Cette nuit, comme les autres, le chat avait miaulé aux alentours de minuit, quand les motards à l’extérieur faisaient vrombir le moteur de leur bécane. Ca la fascinait d’une certaine manière, cette façon qu’ils avaient d’appeler à l’aide à coup de moto. Mais voilà, demain, on l’attendait en entretien.
Elle savait qu’elle allait être épuisée le matin venu, mais elle ne pouvait s’empêcher d’écouter et d’écouter encore, s’imaginant les histoire de ces motards. Avaient-ils des familles, des ennemis, des secrets ? Est-ce que le chat leur appartenait ? Était-il le chef à quatre pattes du gang à deux roues ?
Un gang dangereux, lui avait affirmé sa grand-mère. Vraiment ? Un gang avec des motos roses ? Encore une anecdote à raconter lors de son entretien. Soudainement, elle remarqua que « le chef » la fixait intensément.
« Ce chat, c’est le vôtre ? » lui éructa-t-il.
Peu rassurée, elle acquiesça du menton, essayant de se faire la plus petite possible. Si seulement elle pouvait se cacher dans un trou de souris… Ah non, impossible, le chat les a toutes dévorées !
Et soudain, l’impossible se produisit !
« Oh qu’il est mignon ce petit cœur d’amour à son papa ! Mais oui, qui c’est le bel amour à son papa ? » dit le motard d’une voix haut perchée, se dandinant d’un pied à l’autre.
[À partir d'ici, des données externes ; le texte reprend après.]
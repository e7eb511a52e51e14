use crate::error::Result;
use async_trait::async_trait;
use burrow_core::{ShortCode, UrlRecord};
use jiff::Timestamp;

/// Parameters for creating a short URL.
#[derive(Debug, Clone, PartialEq, Eq)]
pub struct ShortenParams {
    /// The URL to shorten. Must be an absolute `http` or `https` URL.
    pub original_url: String,
    /// When the mapping stops resolving. `None` means never.
    pub expire_at: Option<Timestamp>,
}

impl ShortenParams {
    pub fn new(original_url: impl Into<String>, expire_at: Option<Timestamp>) -> Self {
        Self {
            original_url: original_url.into(),
            expire_at,
        }
    }
}

#[async_trait]
pub trait Resolver: Send + Sync + 'static {
    /// Stores a new mapping and returns its freshly generated short code.
    async fn shorten(&self, params: ShortenParams) -> Result<ShortCode>;

    /// Returns the live record for `code`.
    /// Missing and expired mappings are both `NotFound`.
    async fn resolve(&self, code: &ShortCode) -> Result<UrlRecord>;

    /// Removes the mapping for `code`. Unknown codes are `NotFound`.
    async fn delete(&self, code: &ShortCode) -> Result<()>;
}

#[async_trait]
impl<T: Resolver + ?Sized> Resolver for std::sync::Arc<T> {
    async fn shorten(&self, params: ShortenParams) -> Result<ShortCode> {
        (**self).shorten(params).await
    }

    async fn resolve(&self, code: &ShortCode) -> Result<UrlRecord> {
        (**self).resolve(code).await
    }

    async fn delete(&self, code: &ShortCode) -> Result<()> {
        (**self).delete(code).await
    }
}
mod backend;
mod cli;

use crate::cli::CLI;
use anyhow::Context;
use burrow_gateway::{App, AppState};
use burrow_limiter::{TokenBucket, TokenBucketSettings};
use burrow_resolver::{Admission, ResolverService, ResolverSettings, Sweeper};
use burrow_telemetry::TelemetryConfig;
use clap::Parser;
use std::sync::Arc;
use tokio::sync::watch;
use tracing::{info, warn};

#[tokio::main]
async fn main() -> anyhow::Result<()> {
    let config = CLI::parse();

    let _telemetry = burrow_telemetry::init(
        &TelemetryConfig::builder()
            .service_name("burrow")
            .log_format(config.log_format.into())
            .otlp_endpoint(config.otlp_endpoint.clone())
            .build(),
    )?;

    info!(
        listen_addr = %config.listen_addr,
        public_base_url = %config.public_base_url(),
        storage_backend = %config.storage,
        cache_backend = %config.cache,
        generator = %config.generator,
        limit_rate = config.limit_rate,
        burst_size = config.burst_size,
        "starting burrow gateway"
    );

    let repository = backend::repository(&config).await?;
    let cache = backend::cache(&config).await?;
    let generator = Arc::new(backend::generator(&config)?);

    let settings = ResolverSettings::builder()
        .max_attempts(config.max_attempts)
        .cache_ttl_ceiling(config.cache_ttl_ceiling())
        .cache_timeout(config.cache_timeout())
        .build();
    let service = ResolverService::new(
        Arc::clone(&repository),
        cache,
        Arc::clone(&generator),
        settings,
    );

    let bucket = TokenBucket::new(
        TokenBucketSettings::builder()
            .rate(config.limit_rate)
            .burst(config.burst_size)
            .build(),
    )
    .context("invalid rate limiter settings")?;
    let mut admission = Admission::new(Arc::new(bucket));
    if let Some(timeout) = config.admission_timeout() {
        admission = admission.with_timeout(timeout);
    }

    let (shutdown_tx, shutdown_rx) = watch::channel(false);
    let sweeper = config.sweep_interval().map(|interval| {
        let mut shutdown_rx = shutdown_rx.clone();
        Sweeper::new(repository, interval).spawn(async move {
            let _ = shutdown_rx.changed().await;
        })
    });

    let state =
        AppState::new(Arc::new(service), config.public_base_url()).with_admission(admission);
    let listener = tokio::net::TcpListener::bind(config.listen_addr).await?;
    info!(listen_addr = %listener.local_addr()?, "listening");

    axum::serve(listener, App::router(state))
        .with_graceful_shutdown(async move {
            shutdown_signal().await;
            let _ = shutdown_tx.send(true);
        })
        .await?;

    if let Some(sweeper) = sweeper {
        if let Err(e) = sweeper.await {
            warn!(error = %e, "sweeper task failed");
        }
    }

    if let Some(position) = generator.seq_position() {
        info!(
            seq_offset = position,
            "pass this as --seq-offset to resume the sequence"
        );
    }

    info!("burrow gateway stopped");
    Ok(())
}

async fn shutdown_signal() {
    if let Err(e) = tokio::signal::ctrl_c().await {
        warn!(error = %e, "failed to listen for ctrl-c");
        std::future::pending::<()>().await;
    }
    info!("shutdown signal received");
}
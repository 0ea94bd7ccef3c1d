//! Value-for-Money Route

use axum::{body::Bytes, extract::State, Json};
use data_validator::RequestFields;
use feature_engine::{FeatureError, ValueInput};
use insights::{analyze, ValueTier};
use serde::Serialize;
use std::sync::Arc;
use std::time::Instant;

use super::{observe_inference, track};
use crate::error::ApiError;
use crate::AppState;

/// Response for `POST /predict_value`
#[derive(Debug, Serialize)]
pub struct ValueResponse {
    pub status: &'static str,
    pub value_score: f64,
    pub recommendation: ValueTier,
    pub insights: Vec<String>,
    pub fair_price_range: Option<String>,
}

/// Score a listing and explain its price tier
pub async fn predict_value(
    State(state): State<Arc<AppState>>,
    body: Bytes,
) -> Result<Json<ValueResponse>, ApiError> {
    track("predict_value", handle(&state, &body)).map(Json)
}

fn handle(state: &AppState, body: &[u8]) -> Result<ValueResponse, ApiError> {
    let predictor = state
        .value
        .as_ref()
        .ok_or(ApiError::ModelUnavailable("Value Model not loaded"))?;

    // Every failure on this route is a server error, malformed bodies included
    let fields = RequestFields::from_slice(body).map_err(FeatureError::from)?;
    let input = ValueInput::from_fields(&fields)?;

    let start = Instant::now();
    let score = predictor.predict(&input)?;
    observe_inference("value", start);

    let mut selector = state.selection.selector();
    let assessment = analyze(score, &input, selector.as_mut());

    Ok(ValueResponse {
        status: "success",
        value_score: assessment.score,
        recommendation: assessment.recommendation,
        insights: assessment.insights,
        fair_price_range: assessment.fair_price_range,
    })
}
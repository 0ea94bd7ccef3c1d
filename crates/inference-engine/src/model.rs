//! Model Capabilities

use crate::InferenceError;
use feature_engine::{HealthFeatureVector, ValueFeatureRow};

/// Battery health classifier: one class index per feature vector
pub trait HealthClassifier: Send + Sync {
    fn classify(&self, features: &HealthFeatureVector) -> Result<usize, InferenceError>;
}

/// Value-for-money regressor
pub trait ValueRegressor: Send + Sync {
    /// Score a single feature row
    fn predict(&self, row: &ValueFeatureRow) -> Result<f64, InferenceError>;

    /// Column names the model was trained on, in input order.
    ///
    /// `None` when the artifact does not carry them; such a model cannot be
    /// fed from a request.
    fn feature_names(&self) -> Option<&[String]> {
        None
    }
}
//! Forecast Adapter
//!
//! Scales the requested horizon to model periods and reshapes the frame
//! into parallel label/value lists.

use crate::model::{ForecastFrame, SeriesModel};
use crate::ForecastError;
use chrono::Datelike;
use serde::{Deserialize, Serialize};
use std::collections::BTreeMap;
use std::sync::Arc;
use tracing::debug;

/// Horizon used when the caller gives none
pub const DEFAULT_STEPS: usize = 12;

/// Output resolution
#[derive(Debug, Clone, Copy, PartialEq, Eq, Default, Serialize, Deserialize)]
#[serde(rename_all = "lowercase")]
pub enum Granularity {
    #[default]
    Monthly,
    Yearly,
}

impl Granularity {
    /// Parse a query value. Only `yearly` selects yearly output; anything
    /// else is monthly.
    pub fn from_query(value: &str) -> Self {
        if value == "yearly" {
            Self::Yearly
        } else {
            Self::Monthly
        }
    }

    pub fn as_str(&self) -> &'static str {
        match self {
            Self::Monthly => "monthly",
            Self::Yearly => "yearly",
        }
    }

    /// Model periods per output step
    fn periods_per_step(&self) -> usize {
        match self {
            Self::Monthly => 1,
            Self::Yearly => 12,
        }
    }
}

/// Forecast as parallel lists, ready for serialization
#[derive(Debug, Clone, PartialEq, Default, Serialize, Deserialize)]
pub struct SalesForecast {
    pub dates: Vec<String>,
    pub values: Vec<f64>,
    pub lower_ci: Vec<f64>,
    pub upper_ci: Vec<f64>,
}

impl SalesForecast {
    pub fn len(&self) -> usize {
        self.dates.len()
    }

    pub fn is_empty(&self) -> bool {
        self.dates.is_empty()
    }

    fn monthly(frame: ForecastFrame) -> Self {
        Self {
            dates: frame
                .index
                .iter()
                .map(|d| d.format("%Y-%m-%d").to_string())
                .collect(),
            values: frame.mean,
            lower_ci: frame.lower,
            upper_ci: frame.upper,
        }
    }

    /// Calendar-year totals of each column
    fn yearly(frame: ForecastFrame) -> Self {
        let mut totals: BTreeMap<i32, [f64; 3]> = BTreeMap::new();
        for (i, date) in frame.index.iter().enumerate() {
            let entry = totals.entry(date.year()).or_insert([0.0; 3]);
            entry[0] += frame.mean[i];
            entry[1] += frame.lower[i];
            entry[2] += frame.upper[i];
        }

        let mut forecast = Self::default();
        for (year, [mean, lower, upper]) in totals {
            forecast.dates.push(format!("{:04}", year));
            forecast.values.push(mean);
            forecast.lower_ci.push(lower);
            forecast.upper_ci.push(upper);
        }
        forecast
    }
}

/// Sales forecaster over a fitted series model
#[derive(Clone)]
pub struct SalesForecaster {
    model: Arc<dyn SeriesModel>,
}

impl SalesForecaster {
    pub fn new(model: Arc<dyn SeriesModel>) -> Self {
        Self { model }
    }

    /// Forecast `steps` output periods at the given granularity.
    ///
    /// Every failure is reported as [`ForecastError::Forecasting`] with the
    /// underlying cause in the message.
    pub fn forecast(
        &self,
        steps: usize,
        granularity: Granularity,
    ) -> Result<SalesForecast, ForecastError> {
        let model_steps = steps
            .checked_mul(granularity.periods_per_step())
            .ok_or_else(|| ForecastError::Forecasting(format!("horizon {} overflows", steps)))?;

        let frame = self
            .model
            .get_forecast(model_steps)
            .map_err(|e| ForecastError::Forecasting(e.to_string()))?;
        check_aligned(&frame)?;

        let forecast = match granularity {
            Granularity::Monthly => SalesForecast::monthly(frame),
            Granularity::Yearly => SalesForecast::yearly(frame),
        };

        debug!(
            steps,
            granularity = granularity.as_str(),
            points = forecast.len(),
            "Sales forecast ready"
        );
        Ok(forecast)
    }
}

/// Every column of the frame must have one entry per date
fn check_aligned(frame: &ForecastFrame) -> Result<(), ForecastError> {
    let dates = frame.index.len();
    if frame.mean.len() != dates || frame.lower.len() != dates || frame.upper.len() != dates {
        return Err(ForecastError::Forecasting(format!(
            "misaligned forecast: {} dates, {} values, {} lower, {} upper",
            dates,
            frame.mean.len(),
            frame.lower.len(),
            frame.upper.len()
        )));
    }
    Ok(())
}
Au lieu d’un dangereux motard, il semblait très doux. Elle décida de lui poser quelques questions pour mieux le connaître. D’abord surpris, il se prit au jeu et décida de se dévoiler. Il avait 40 ans, venait d’arriver dans la région et souhaitait y poser ses valises. Il l’avait remarquée la semaine dernière quand elle rentrait de son footing, elle l’avait intrigué. Le chat n’était qu’un prétexte pour l’aborder et essayer d’apprendre à la connaître.